From the entries that follow, reproduce exactly and only the lines from the line with "during parsing with" to the line with "type Err = Error;", endpoints included.

+++ ENTRIES PROVIDED

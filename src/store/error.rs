//! Error types for the record store.

use thiserror::Error;

/// Errors that can occur while loading or persisting the record store.
///
/// A missing or empty snapshot file is not an error, it reads as an empty
/// store. Corruption of an existing snapshot surfaces instead of being
/// silently treated as empty.
#[derive(Debug, Error)]
pub enum Error {
    /// The snapshot file exists but could not be read.
    #[error("Failed to read record store: {0}")]
    Read(#[source] std::io::Error),

    /// The snapshot file exists but does not hold a valid record array.
    #[error("Corrupt record store: {0}")]
    Corrupt(#[source] serde_json::Error),

    /// The snapshot could not be serialized or written back.
    #[error("Failed to persist record store: {0}")]
    Write(#[source] std::io::Error),
}
//! HTTP request methods.

use std::fmt;
use std::str::FromStr;

use crate::parser::error::Error;

/// The two HTTP methods this server accepts.
///
/// Anything else on the wire is rejected during parsing with
/// [`Error::MethodNotAllowed`], which the server answers with a 405.
#[derive(Debug, Clone, Copy, PartialEq, Eq, Hash)]
pub enum Method {
    /// GET method: Requests a representation of the specified resource.
    GET,
    /// POST method: Submits data to be processed to the identified resource.
    POST,
}

impl FromStr for Method {
    type Err = Error;

    fn from_str(s: &str) -> Result<Self, Self::Err> {
        match s {
            "GET" => Ok(Method::GET),
            "POST" => Ok(Method::POST),
            _ => Err(Error::MethodNotAllowed(s.to_string())),
        }
    }
}

impl fmt::Display for Method {
    fn fmt(&self, f: &mut fmt::Formatter<'_>) -> fmt::Result {
        write!(f, "{self:?}")
    }
}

++++++

EXPECTED ANSWER:
/// Anything else on the wire is rejected during parsing with
/// [`Error::MethodNotAllowed`], which the server answers with a 405.
#[derive(Debug, Clone, Copy, PartialEq, Eq, Hash)]
pub enum Method {
    /// GET method: Requests a representation of the specified resource.
    GET,
    /// POST method: Submits data to be processed to the identified resource.
    POST,
}

impl FromStr for Method {
    type Err = Error;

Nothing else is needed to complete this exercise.